Below are the records; pull every line that includes "warning".

Available data.

Content starts

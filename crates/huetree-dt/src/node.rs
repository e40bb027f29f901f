use std::fmt;

use crate::color::ColorClass;
use crate::feature::Feature;

/// Index into a `Vec<Node>` arena, identifying a specific node in a decision tree.
#[derive(
    Debug, Clone, Copy, PartialEq, Eq, PartialOrd, Ord, Hash,
    serde::Serialize, serde::Deserialize,
)]
pub struct NodeIndex(usize);

impl NodeIndex {
    /// Create a new node index from a zero-based arena position.
    pub(crate) fn new(index: usize) -> Self {
        Self(index)
    }

    /// Return the zero-based arena index.
    #[must_use]
    pub fn index(self) -> usize {
        self.0
    }
}

impl fmt::Display for NodeIndex {
    fn fmt(&self, f: &mut fmt::Formatter<'_>) -> fmt::Result {
        write!(f, "{}", self.0)
    }
}

/// Split cost of a chosen branch (lower is purer).
#[derive(
    Debug, Clone, Copy, PartialEq, PartialOrd,
    serde::Serialize, serde::Deserialize,
)]
pub struct SplitCost(f64);

impl SplitCost {
    /// Create a new cost value.
    pub(crate) fn new(value: f64) -> Self {
        Self(value)
    }

    /// Return the raw cost value.
    #[must_use]
    pub fn value(self) -> f64 {
        self.0
    }
}

impl fmt::Display for SplitCost {
    fn fmt(&self, f: &mut fmt::Formatter<'_>) -> fmt::Result {
        write!(f, "{:.6}", self.0)
    }
}

/// A node in a decision tree arena.
///
/// Trees are stored as `Vec<Node>` where children are referenced by
/// [`NodeIndex`] rather than pointers.
#[derive(Debug, Clone, PartialEq, serde::Serialize, serde::Deserialize)]
pub enum Node {
    /// An interior two-way split.
    Branch {
        /// Feature compared at this node.
        feature: Feature,
        /// Samples with `feature > threshold` go to `hi`, the rest to `lo`.
        threshold: u32,
        /// Child taken when the feature exceeds the threshold.
        hi: NodeIndex,
        /// Child taken otherwise.
        lo: NodeIndex,
        /// Number of training samples that reached this node.
        n_samples: usize,
        /// Cost of the chosen split.
        cost: SplitCost,
    },
    /// A terminal node naming one class.
    Leaf {
        /// The class every sample reaching this leaf is assigned.
        label: ColorClass,
        /// Number of training samples that reached this leaf.
        weight: usize,
    },
}

impl Node {
    /// Return the number of training samples that reached this node.
    #[must_use]
    pub fn n_samples(&self) -> usize {
        match self {
            Node::Branch { n_samples, .. } => *n_samples,
            Node::Leaf { weight, .. } => *weight,
        }
    }

    /// Return `true` if this node is a leaf.
    #[must_use]
    pub fn is_leaf(&self) -> bool {
        matches!(self, Node::Leaf { .. })
    }
}

#[cfg(test)]
mod tests {
    use super::{Node, NodeIndex, SplitCost};
    use crate::color::ColorClass;
    use crate::feature::Feature;

    #[test]
    fn node_index_roundtrip() {
        let ni = NodeIndex::new(42);
        assert_eq!(ni.index(), 42);
        assert_eq!(format!("{ni}"), "42");
    }

    #[test]
    fn split_cost_display() {
        assert_eq!(format!("{}", SplitCost::new(0.0)), "0.000000");
        assert_eq!(format!("{}", SplitCost::new(1.5)), "1.500000");
    }

    #[test]
    fn leaf_and_branch_counts() {
        let leaf = Node::Leaf { label: ColorClass::Red, weight: 7 };
        let branch = Node::Branch {
            feature: Feature::Hue,
            threshold: 120,
            hi: NodeIndex::new(1),
            lo: NodeIndex::new(2),
            n_samples: 20,
            cost: SplitCost::new(3.2),
        };
        assert!(leaf.is_leaf());
        assert!(!branch.is_leaf());
        assert_eq!(leaf.n_samples(), 7);
        assert_eq!(branch.n_samples(), 20);
    }
}
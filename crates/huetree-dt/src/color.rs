//! The closed palette of color classes a sample can be labeled with.

use std::fmt;

use tracing::warn;

/// One of the eleven canonical color names.
///
/// The declaration order is the class index used for frequency counting
/// and must not be changed.
#[derive(
    Debug, Clone, Copy, PartialEq, Eq, PartialOrd, Ord, Hash,
    serde::Serialize, serde::Deserialize,
)]
pub enum ColorClass {
    Black,
    Blue,
    Brown,
    Gray,
    Green,
    Orange,
    Pink,
    Purple,
    Red,
    White,
    Yellow,
}

impl ColorClass {
    /// Number of classes in the palette.
    pub const COUNT: usize = 11;

    /// Every class, in index order.
    pub const ALL: [ColorClass; Self::COUNT] = [
        ColorClass::Black,
        ColorClass::Blue,
        ColorClass::Brown,
        ColorClass::Gray,
        ColorClass::Green,
        ColorClass::Orange,
        ColorClass::Pink,
        ColorClass::Purple,
        ColorClass::Red,
        ColorClass::White,
        ColorClass::Yellow,
    ];

    /// Class substituted for unknown labels and used for empty leaves.
    pub const FALLBACK: ColorClass = ColorClass::Gray;

    /// Return the zero-based palette index.
    #[must_use]
    pub fn index(self) -> usize {
        self as usize
    }

    /// Return the lowercase color name.
    #[must_use]
    pub fn name(self) -> &'static str {
        match self {
            ColorClass::Black => "black",
            ColorClass::Blue => "blue",
            ColorClass::Brown => "brown",
            ColorClass::Gray => "gray",
            ColorClass::Green => "green",
            ColorClass::Orange => "orange",
            ColorClass::Pink => "pink",
            ColorClass::Purple => "purple",
            ColorClass::Red => "red",
            ColorClass::White => "white",
            ColorClass::Yellow => "yellow",
        }
    }

    /// Look up a class by its exact lowercase name.
    #[must_use]
    pub fn from_name(name: &str) -> Option<Self> {
        Self::ALL.iter().copied().find(|c| c.name() == name)
    }

    /// Look up a class by name, substituting [`ColorClass::FALLBACK`] for
    /// anything outside the palette.
    ///
    /// Emits a warning when the fallback is used; never fails.
    #[must_use]
    pub fn from_name_or_fallback(name: &str) -> Self {
        Self::from_name(name).unwrap_or_else(|| {
            warn!(label = name, fallback = %Self::FALLBACK, "unknown color label");
            Self::FALLBACK
        })
    }
}

impl fmt::Display for ColorClass {
    fn fmt(&self, f: &mut fmt::Formatter<'_>) -> fmt::Result {
        f.write_str(self.name())
    }
}
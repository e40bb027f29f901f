//! Domain types for huetree-io.

use huetree_dt::{ClassCounts, Sample};

/// Every pixel loaded from a sample file, in file order.
///
/// Produced by [`SampleReader`](crate::SampleReader). Duplicate pixels are
/// kept; each one counts toward the majority vote at the leaf it reaches.
#[derive(Debug, Clone, Default, PartialEq, Eq)]
pub struct SampleSet {
    samples: Vec<Sample>,
}

impl SampleSet {
    pub(crate) fn new(samples: Vec<Sample>) -> Self {
        Self { samples }
    }

    /// Return the number of loaded samples.
    #[must_use]
    pub fn len(&self) -> usize {
        self.samples.len()
    }

    /// Return `true` if the file held no pixels.
    #[must_use]
    pub fn is_empty(&self) -> bool {
        self.samples.is_empty()
    }

    /// Return the samples in load order.
    #[must_use]
    pub fn samples(&self) -> &[Sample] {
        &self.samples
    }

    /// Tally samples per color class.
    #[must_use]
    pub fn class_counts(&self) -> ClassCounts {
        ClassCounts::from_samples(&self.samples)
    }

    /// Consume the set, returning the owned samples.
    #[must_use]
    pub fn into_samples(self) -> Vec<Sample> {
        self.samples
    }
}
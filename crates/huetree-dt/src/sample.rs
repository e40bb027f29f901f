//! Labeled pixel samples and their derived color features.

use crate::color::ColorClass;
use crate::feature::Feature;

/// A labeled RGB pixel with every split feature precomputed.
///
/// Derived values are pure functions of the three channels and are fixed
/// at construction.
#[derive(Debug, Clone, Copy, PartialEq, Eq, Hash)]
pub struct Sample {
    label: ColorClass,
    red: u8,
    green: u8,
    blue: u8,
    hue: u32,
    cohue: u32,
    saturation: u32,
    value: u32,
    chroma: u32,
}

impl Sample {
    /// Build a sample from a label string, falling back to
    /// [`ColorClass::FALLBACK`] (with a warning) for unknown labels.
    #[must_use]
    pub fn new(label: &str, red: u8, green: u8, blue: u8) -> Self {
        Self::with_class(ColorClass::from_name_or_fallback(label), red, green, blue)
    }

    /// Build a sample with an already resolved class.
    #[must_use]
    pub fn with_class(label: ColorClass, red: u8, green: u8, blue: u8) -> Self {
        let hue = hue(red, green, blue);
        Self {
            label,
            red,
            green,
            blue,
            hue,
            cohue: (hue + 180) % 360,
            saturation: saturation(red, green, blue),
            value: value(red, green, blue),
            chroma: chroma(red, green, blue),
        }
    }

    /// Build an unlabeled sample for classification.
    ///
    /// The label is [`ColorClass::FALLBACK`] and plays no part in
    /// classification.
    #[must_use]
    pub fn unlabeled(red: u8, green: u8, blue: u8) -> Self {
        Self::with_class(ColorClass::FALLBACK, red, green, blue)
    }

    /// Return the value of a split feature.
    #[must_use]
    pub fn feature(&self, feature: Feature) -> u32 {
        match feature {
            Feature::Red => u32::from(self.red),
            Feature::Green => u32::from(self.green),
            Feature::Blue => u32::from(self.blue),
            Feature::Hue => self.hue,
            Feature::Cohue => self.cohue,
            Feature::Saturation => self.saturation,
            Feature::Value => self.value,
            Feature::Chroma => self.chroma,
        }
    }

    #[must_use]
    pub fn label(&self) -> ColorClass {
        self.label
    }

    #[must_use]
    pub fn rgb(&self) -> (u8, u8, u8) {
        (self.red, self.green, self.blue)
    }

    /// Hue angle in `[0, 360)`; 0 for achromatic pixels.
    #[must_use]
    pub fn hue(&self) -> u32 {
        self.hue
    }

    /// Hue rotated by 180 degrees.
    #[must_use]
    pub fn cohue(&self) -> u32 {
        self.cohue
    }

    /// Saturation in `[0, 100]`.
    #[must_use]
    pub fn saturation(&self) -> u32 {
        self.saturation
    }

    /// Brightness in `[0, 99]`.
    #[must_use]
    pub fn value(&self) -> u32 {
        self.value
    }

    /// Population variance of the three channels, truncated.
    #[must_use]
    pub fn chroma(&self) -> u32 {
        self.chroma
    }
}

fn hue(r: u8, g: u8, b: u8) -> u32 {
    let (r, g, b) = (i32::from(r), i32::from(g), i32::from(b));
    let max = r.max(g).max(b);
    let min = r.min(g).min(b);
    if max == min {
        return 0;
    }
    let spread = max - min;
    // Integer division truncates toward zero before the offset is added.
    let h = if max == r {
        60 * (g - b) / spread + 360
    } else if max == g {
        60 * (b - r) / spread + 120
    } else {
        60 * (r - g) / spread + 240
    };
    (h % 360) as u32
}

fn saturation(r: u8, g: u8, b: u8) -> u32 {
    let max = u32::from(r.max(g).max(b));
    let min = u32::from(r.min(g).min(b));
    if max == 0 { 0 } else { 100 * (max - min) / max }
}

fn value(r: u8, g: u8, b: u8) -> u32 {
    u32::from(r.max(g).max(b)) * 100 / 256
}

fn chroma(r: u8, g: u8, b: u8) -> u32 {
    let (r, g, b) = (f64::from(r), f64::from(g), f64::from(b));
    let mean = (r + g + b) / 3.0;
    let mean_sq = (r * r + g * g + b * b) / 3.0;
    // Saturating cast: rounding noise below zero becomes 0.
    (mean_sq - mean * mean) as u32
}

Content ends

Reply to the exercise.
    /// Emits a warning when the fallback is used; never fails.
    /// [`ColorClass::FALLBACK`] (with a warning) for unknown labels.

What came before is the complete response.